Be Clean. Because shit piles up real fast. I've had a few days where I had to stop and figure out which saute pan at my station was clean and which wasn't. Not a good idea.

Be Organized. I suppose this is the lovechild of being prepared and clean, but it's worth throwing out there. I've had to stop to dig a knife out of my kit because I didn't have them all out together. Not a good idea, though it might make a fun spectator sport.

Be Efficient. I learned real fast never to make one trip for one spice when I could grab all five I'd eventually use. By the same token, don't waste nice knife cuts on something that's going to be removed or strained. Wasted motion is a killer.

Be Fast. It's a carrot, just fucking chop it already.

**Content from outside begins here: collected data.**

// Licensed to the Apache Software Foundation (ASF) under one
// or more contributor license agreements.  See the NOTICE file
// distributed with this work for additional information
// regarding copyright ownership.  The ASF licenses this file
// to you under the Apache License, Version 2.0 (the
// "License"); you may not use this file except in compliance
// with the License.  You may obtain a copy of the License at
//
//   http://www.apache.org/licenses/LICENSE-2.0
//
// Unless required by applicable law or agreed to in writing,
// software distributed under the License is distributed on an
// "AS IS" BASIS, WITHOUT WARRANTIES OR CONDITIONS OF ANY
// KIND, either express or implied.  See the License for the
// specific language governing permissions and limitations
// under the License.
//! Aggregate functions consumed by `arrayReduce`.
//!
//! An aggregate is resolved once per call from its name and argument types,
//! then folds one array row at a time into a fresh state. States are
//! released through [`AggStateGuard`], so a failing `add` still destroys
//! the state it was working on.

mod functions;

use std::fmt;
use std::sync::Arc;

use arrow::array::{ArrayBuilder, ArrayRef};
use arrow::datatypes::DataType;

pub(crate) use functions::canonical_agg_name;

const STATE_SUFFIX: &str = "State";

/// A resolved aggregate: name, argument types and output type are fixed.
pub trait AggregateFunction: Send + Sync + fmt::Debug {
    fn name(&self) -> &str;

    fn return_type(&self) -> DataType;

    /// Whether results are serialized states rather than final values.
    fn is_state(&self) -> bool {
        false
    }

    fn size_of_data(&self) -> usize;

    /// Whether a state owns allocations beyond `size_of_data`.
    fn allocates_memory_in_arena(&self) -> bool {
        false
    }

    fn create(&self) -> Box<dyn AggregateState>;

    fn destroy(&self, state: Box<dyn AggregateState>) {
        drop(state);
    }
}

/// Per-group state of an aggregate.
pub trait AggregateState: Send {
    /// Folds position `row` of the flattened argument columns.
    fn add(&mut self, columns: &[ArrayRef], row: usize) -> Result<(), String>;

    /// Combines another state of the same aggregate into this one.
    fn merge(&mut self, other: &dyn AggregateState) -> Result<(), String>;

    fn serialize(&self) -> Vec<u8>;

    fn insert_result_into(&self, out: &mut dyn ArrayBuilder) -> Result<(), String>;

    fn as_any(&self) -> &dyn std::any::Any;
}

/// Owns one live state and destroys it on every exit path.
pub struct AggStateGuard<'a> {
    function: &'a dyn AggregateFunction,
    state: Option<Box<dyn AggregateState>>,
}

impl<'a> AggStateGuard<'a> {
    pub fn new(function: &'a dyn AggregateFunction) -> Self {
        Self {
            function,
            state: Some(function.create()),
        }
    }

    pub fn state(&self) -> Result<&dyn AggregateState, String> {
        self.state
            .as_deref()
            .ok_or_else(|| "aggregate state already released".to_string())
    }

    pub fn state_mut(&mut self) -> Result<&mut (dyn AggregateState + 'static), String> {
        self.state
            .as_deref_mut()
            .ok_or_else(|| "aggregate state already released".to_string())
    }
}

impl Drop for AggStateGuard<'_> {
    fn drop(&mut self) {
        if let Some(state) = self.state.take() {
            self.function.destroy(state);
        }
    }
}

/// `<name>State`: runs `inner` but yields its serialized state as Binary.
#[derive(Debug)]
struct StateCombinator {
    name: String,
    inner: Arc<dyn AggregateFunction>,
}

impl AggregateFunction for StateCombinator {
    fn name(&self) -> &str {
        &self.name
    }

    fn return_type(&self) -> DataType {
        DataType::Binary
    }

    fn is_state(&self) -> bool {
        true
    }

    fn size_of_data(&self) -> usize {
        self.inner.size_of_data()
    }

    fn allocates_memory_in_arena(&self) -> bool {
        self.inner.allocates_memory_in_arena()
    }

    fn create(&self) -> Box<dyn AggregateState> {
        self.inner.create()
    }

    fn destroy(&self, state: Box<dyn AggregateState>) {
        self.inner.destroy(state);
    }
}

/// Resolves `name` (with an optional `State` suffix) for `arg_types`.
pub fn resolve(name: &str, arg_types: &[DataType]) -> Result<Arc<dyn AggregateFunction>, String> {
    if name.is_empty() {
        return Err("aggregate function name is empty".to_string());
    }
    if let Some(base) = name.strip_suffix(STATE_SUFFIX)
        && !base.is_empty()
        && canonical_agg_name(base).is_some()
    {
        let inner = functions::resolve_by_name(base, arg_types)?;
        return Ok(Arc::new(StateCombinator {
            name: name.to_string(),
            inner,
        }));
    }
    functions::resolve_by_name(name, arg_types)
}
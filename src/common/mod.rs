// Licensed to the Apache Software Foundation (ASF) under one
// or more contributor license agreements.  See the NOTICE file
// distributed with this work for additional information
// regarding copyright ownership.  The ASF licenses this file
// to you under the Apache License, Version 2.0 (the
// "License"); you may not use this file except in compliance
// with the License.  You may obtain a copy of the License at
//
//   http://www.apache.org/licenses/LICENSE-2.0
//
// Unless required by applicable law or agreed to in writing,
// software distributed under the License is distributed on an
// "AS IS" BASIS, WITHOUT WARRANTIES OR CONDITIONS OF ANY
// KIND, either express or implied.  See the License for the
// specific language governing permissions and limitations
// under the License.
pub mod app_config;
pub(crate) mod config;
pub mod error;
pub mod logging;
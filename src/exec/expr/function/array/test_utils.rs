// Licensed to the Apache Software Foundation (ASF) under one
// or more contributor license agreements.  See the NOTICE file
// distributed with this work for additional information
// regarding copyright ownership.  The ASF licenses this file
// to you under the Apache License, Version 2.0 (the
// "License"); you may not use this file except in compliance
// with the License.  You may obtain a copy of the License at
//
//   http://www.apache.org/licenses/LICENSE-2.0
//
// Unless required by applicable law or agreed to in writing,
// software distributed under the License is distributed on an
// "AS IS" BASIS, WITHOUT WARRANTIES OR CONDITIONS OF ANY
// KIND, either express or implied.  See the License for the
// specific language governing permissions and limitations
// under the License.
use std::sync::Arc;

use arrow::array::{
    Array, ArrayRef, AsArray, FixedSizeBinaryArray, Int64Array, ListArray, StringArray,
};
use arrow::datatypes::{DataType, Int32Type};

use crate::exec::chunk::Column;
use crate::exec::chunk::array_column::{list_field, list_with_offsets};

pub(super) fn int_list(rows: Vec<Vec<Option<i32>>>) -> ArrayRef {
    let rows = rows.into_iter().map(Some).collect::<Vec<_>>();
    Arc::new(ListArray::from_iter_primitive::<Int32Type, _, _>(rows)) as ArrayRef
}

/// `List(Int32)` without element nullability.
pub(super) fn plain_int_list(rows: Vec<Vec<i32>>) -> ArrayRef {
    let mut offsets = vec![0i32];
    let mut values = Vec::new();
    for row in rows {
        values.extend(row);
        offsets.push(values.len() as i32);
    }
    let values = Arc::new(arrow::array::Int32Array::from(values)) as ArrayRef;
    list_with_offsets(list_field(DataType::Int32, false), offsets, values).unwrap()
}

pub(super) fn int_list_column(rows: Vec<Vec<Option<i32>>>) -> Column {
    Column::full(int_list(rows))
}

pub(super) fn const_int_list(row: Vec<Option<i32>>, rows: usize) -> Column {
    Column::constant(int_list(vec![row]), rows).unwrap()
}

pub(super) fn string_list_column(rows: Vec<Vec<Option<&str>>>) -> Column {
    let mut offsets = vec![0i32];
    let mut values = Vec::new();
    for row in rows {
        values.extend(row);
        offsets.push(values.len() as i32);
    }
    let values = Arc::new(StringArray::from(values)) as ArrayRef;
    Column::full(list_with_offsets(list_field(DataType::Utf8, true), offsets, values).unwrap())
}

/// `List(FixedSizeBinary(width))` with nullable elements.
pub(super) fn fixed_string_list_column(rows: Vec<Vec<Option<&str>>>, width: i32) -> Column {
    let mut offsets = vec![0i32];
    let mut values = Vec::new();
    for row in rows {
        values.extend(row.into_iter().map(|v| v.map(str::as_bytes)));
        offsets.push(values.len() as i32);
    }
    let values = FixedSizeBinaryArray::try_from_sparse_iter_with_size(values.into_iter(), width)
        .unwrap();
    let field = list_field(DataType::FixedSizeBinary(width), true);
    Column::full(list_with_offsets(field, offsets, Arc::new(values) as ArrayRef).unwrap())
}

pub(super) fn const_i64(value: i64, rows: usize) -> Column {
    Column::constant(Arc::new(Int64Array::from(vec![value])) as ArrayRef, rows).unwrap()
}

pub(super) fn i64_column(values: Vec<Option<i64>>) -> Column {
    Column::full(Arc::new(Int64Array::from(values)) as ArrayRef)
}

/// Rows of an Int32 list result, broadcasting constants.
pub(super) fn int_rows(column: &Column) -> Vec<Vec<Option<i32>>> {
    let full = column.to_full().unwrap();
    let list = full.as_list::<i32>();
    (0..list.len())
        .map(|i| list.value(i).as_primitive::<Int32Type>().iter().collect())
        .collect()
}

pub(super) fn string_rows(column: &Column) -> Vec<Vec<Option<String>>> {
    let full = column.to_full().unwrap();
    let list = full.as_list::<i32>();
    (0..list.len())
        .map(|i| {
            list.value(i)
                .as_string::<i32>()
                .iter()
                .map(|v| v.map(str::to_string))
                .collect()
        })
        .collect()
}

pub(super) fn fixed_string_rows(column: &Column) -> Vec<Vec<Option<String>>> {
    let full = column.to_full().unwrap();
    let list = full.as_list::<i32>();
    (0..list.len())
        .map(|i| {
            list.value(i)
                .as_fixed_size_binary()
                .iter()
                .map(|v| v.map(|bytes| String::from_utf8_lossy(bytes).into_owned()))
                .collect()
        })
        .collect()
}
// Licensed to the Apache Software Foundation (ASF) under one
// or more contributor license agreements.  See the NOTICE file
// distributed with this work for additional information
// regarding copyright ownership.  The ASF licenses this file
// to you under the Apache License, Version 2.0 (the
// "License"); you may not use this file except in compliance
// with the License.  You may obtain a copy of the License at
//
//   http://www.apache.org/licenses/LICENSE-2.0
//
// Unless required by applicable law or agreed to in writing,
// software distributed under the License is distributed on an
// "AS IS" BASIS, WITHOUT WARRANTIES OR CONDITIONS OF ANY
// KIND, either express or implied.  See the License for the
// specific language governing permissions and limitations
// under the License.
mod array_concat;
mod array_construct;
mod array_element;
mod array_enumerate;
mod array_enumerate_uniq;
mod array_pop;
mod array_push;
mod array_reduce;
mod array_reverse;
mod array_slice;
mod array_uniq;
mod common;
mod dedup;
mod dispatch;
mod empty_array_to_single;
mod gather;
mod range;
#[cfg(test)]
mod test_utils;

pub use dispatch::{FunctionMeta, eval_array_function, execute, metadata, register, return_type};
/// Runs the per-row loop. `key_at(pos)` returns `None` for a null that
/// goes to the separate null bucket.
fn run_rows<K, F>(offsets: &[usize], mode: DedupOutput, mut key_at: F) -> DedupResult
where
    K: Hash + Eq,
    F: FnMut(usize) -> Option<K>,
{
    let rows = offsets.len().saturating_sub(1);
    let total = offsets.last().copied().unwrap_or(0);
    let mut scratch = DedupScratch::with_capacity(dedup_initial_capacity());
    let mut values = Vec::with_capacity(match mode {
        DedupOutput::Count => rows,
        DedupOutput::Enumerate => total,
    });
    for row in 0..rows {
        scratch.reset();
        for pos in offsets[row]..offsets[row + 1] {
            let rank = match key_at(pos) {
                Some(key) => scratch.observe(key),
                None => scratch.observe_null(),
            };
            if mode == DedupOutput::Enumerate {
                values.push(rank);
            }
        }
        if mode == DedupOutput::Count {
            values.push(scratch.distinct());
        }
    }
    DedupResult { mode, values }
}

struct NumberKeysVisitor<'a> {
    array: &'a ArrayRef,
}

impl ElementVisitor for NumberKeysVisitor<'_> {
    type Output = Result<Vec<u64>>;

    fn visit_primitive<T: ArrowPrimitiveType>(self) -> Self::Output {
        let typed = self.array.as_primitive_opt::<T>().ok_or_else(|| {
            FunctionError::illegal_column(format!(
                "Illegal column {} for distinct keys",
                self.array.data_type()
            ))
        })?;
        Ok(typed.values().iter().map(|v| native_bits(*v)).collect())
    }

    fn visit_fixed_string(self, _width: i32) -> Self::Output {
        Err(FunctionError::logical("fixed string is not a numeric key"))
    }

    fn visit_string(self) -> Self::Output {
        Err(FunctionError::logical("string is not a numeric key"))
    }

    fn visit_generic(self) -> Self::Output {
        Err(FunctionError::logical(format!(
            "{} is not a numeric key",
            self.array.data_type()
        )))
    }
}

fn row_bytes(array: &ArrayRef) -> Result<Rows> {
    let converter = RowConverter::new(vec![SortField::new(array.data_type().clone())])?;
    Ok(converter.convert_columns(&[Arc::clone(array)])?)
}

fn dedup_over_keys(
    arrays: &[ArrayRef],
    offsets: &[usize],
    mode: DedupOutput,
    fn_name: &str,
) -> Result<DedupResult> {
    let types = arrays
        .iter()
        .map(|a| a.data_type().clone())
        .collect::<Vec<_>>();
    let has_nullable = arrays.iter().any(|a| a.null_count() > 0);
    let strategy = pick_dedup_key_strategy(&types, has_nullable);
    trace!(
        "{}: {:?} keys over {} column(s), nullable={}",
        fn_name,
        strategy,
        arrays.len(),
        has_nullable
    );
    let result = match strategy {
        DedupKeyStrategy::OneNumber => {
            let array = &arrays[0];
            let keys = dispatch_element(array.data_type(), NumberKeysVisitor { array })?;
            run_rows(offsets, mode, |pos| array.is_valid(pos).then(|| keys[pos]))
        }
        DedupKeyStrategy::OneString => {
            let array = &arrays[0];
            match array.data_type() {
                DataType::Utf8 => {
                    let strings = array.as_string::<i32>();
                    run_rows(offsets, mode, |pos| {
                        strings.is_valid(pos).then(|| strings.value(pos).as_bytes())
                    })
                }
                _ => {
                    let fixed = array.as_fixed_size_binary_opt().ok_or_else(|| {
                        FunctionError::illegal_column(format!(
                            "Illegal column {} of argument of function {}",
                            array.data_type(),
                            fn_name
                        ))
                    })?;
                    run_rows(offsets, mode, |pos| fixed.is_valid(pos).then(|| fixed.value(pos)))
                }
            }
        }
        DedupKeyStrategy::Packed128 => {
            let layout = PackedKeyLayout::try_new(arrays, has_nullable)
                .map_err(FunctionError::logical)?;
            run_rows(offsets, mode, |pos| Some(layout.pack(pos)))
        }
        DedupKeyStrategy::Hashed => {
            let rows = arrays.iter().map(row_bytes).collect::<Result<Vec<_>>>()?;
            run_rows(offsets, mode, |pos| {
                Some(rows.iter().fold(0u128, |acc, column| {
                    combine_hash128(acc, hash128_bytes(column.row(pos).as_ref()))
                }))
            })
        }
    };
    Ok(result)
}
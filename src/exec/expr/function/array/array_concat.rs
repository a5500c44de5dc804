// Licensed to the Apache Software Foundation (ASF) under one
// or more contributor license agreements.  See the NOTICE file
// distributed with this work for additional information
// regarding copyright ownership.  The ASF licenses this file
// to you under the Apache License, Version 2.0 (the
// "License"); you may not use this file except in compliance
// with the License.  You may obtain a copy of the License at
//
//   http://www.apache.org/licenses/LICENSE-2.0
//
// Unless required by applicable law or agreed to in writing,
// software distributed under the License is distributed on an
// "AS IS" BASIS, WITHOUT WARRANTIES OR CONDITIONS OF ANY
// KIND, either express or implied.  See the License for the
// specific language governing permissions and limitations
// under the License.
use arrow::datatypes::DataType;

use crate::common::error::{FunctionError, Result};
use crate::exec::chunk::Column;

use super::common::{cast_list_column, common_list_field};
use super::gather::{ArraySource, concat};

const FN_NAME: &str = "arrayConcat";

pub(super) fn return_type_array_concat(args: &[Column]) -> Result<DataType> {
    let columns = args.iter().collect::<Vec<_>>();
    Ok(DataType::List(common_list_field(&columns, FN_NAME)?))
}

/// Row `i` holds row `i` of every argument, in argument order. Arguments
/// are first cast to the common element type.
pub(super) fn eval_array_concat(
    args: &[Column],
    result_type: &DataType,
    rows: usize,
) -> Result<Column> {
    let DataType::List(field) = result_type else {
        return Err(FunctionError::logical(format!(
            "{} expects a list result type, got {}",
            FN_NAME, result_type
        )));
    };
    let casted = args
        .iter()
        .map(|column| cast_list_column(column, field))
        .collect::<Result<Vec<_>>>()?;
    if let [single] = casted.as_slice() {
        return Ok(single.clone());
    }
    let sources = casted
        .iter()
        .map(|column| ArraySource::from_column(column, FN_NAME))
        .collect::<Result<Vec<_>>>()?;
    if casted.iter().all(Column::is_const) {
        let literal = concat(&sources, field.clone(), 1)?;
        return Column::constant(literal, rows);
    }
    Ok(Column::full(concat(&sources, field.clone(), rows)?))
}
// Licensed to the Apache Software Foundation (ASF) under one
// or more contributor license agreements.  See the NOTICE file
// distributed with this work for additional information
// regarding copyright ownership.  The ASF licenses this file
// to you under the Apache License, Version 2.0 (the
// "License"); you may not use this file except in compliance
// with the License.  You may obtain a copy of the License at
//
//   http://www.apache.org/licenses/LICENSE-2.0
//
// Unless required by applicable law or agreed to in writing,
// software distributed under the License is distributed on an
// "AS IS" BASIS, WITHOUT WARRANTIES OR CONDITIONS OF ANY
// KIND, either express or implied.  See the License for the
// specific language governing permissions and limitations
// under the License.
use arrow::datatypes::DataType;

use crate::common::error::Result;
use crate::exec::chunk::Column;
use crate::exec::chunk::array_column::list_field;

use super::common::expect_array_type;
use super::dedup::{DedupOutput, eval_dedup};

const FN_NAME: &str = "arrayEnumerateUniq";

pub(super) fn return_type_array_enumerate_uniq(args: &[Column]) -> Result<DataType> {
    for (pos, arg) in args.iter().enumerate() {
        expect_array_type(arg.data_type(), FN_NAME, pos + 1)?;
    }
    Ok(DataType::List(list_field(DataType::UInt32, false)))
}

/// Each element becomes the number of times its value (or zipped tuple)
/// has appeared so far in the row, itself included.
pub(super) fn eval_array_enumerate_uniq(
    args: &[Column],
    _result_type: &DataType,
    rows: usize,
) -> Result<Column> {
    eval_dedup(args, rows, FN_NAME, DedupOutput::Enumerate)
}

Food is Done When It's Done. A lot of the chef-instructors love saying this in reply to students asking, "Chef, how long do we cook it?" Mostly because it's true. You can crank up the heat or chop things smaller or whatever, but water boils when it boils, steak sears when it sears, and polenta finishes when it finishes (or doesn't).

Okay, that's a lot of stuff, and not nearly as elegantly tied together as Asimov. Organization is inferred, and efficiency and speed go hand-in-hand, so how about...

Be Prepared.
Work Clean.
Work Smart.
It's Done When It's Done.

I guess I'll see if those work for me moving forward.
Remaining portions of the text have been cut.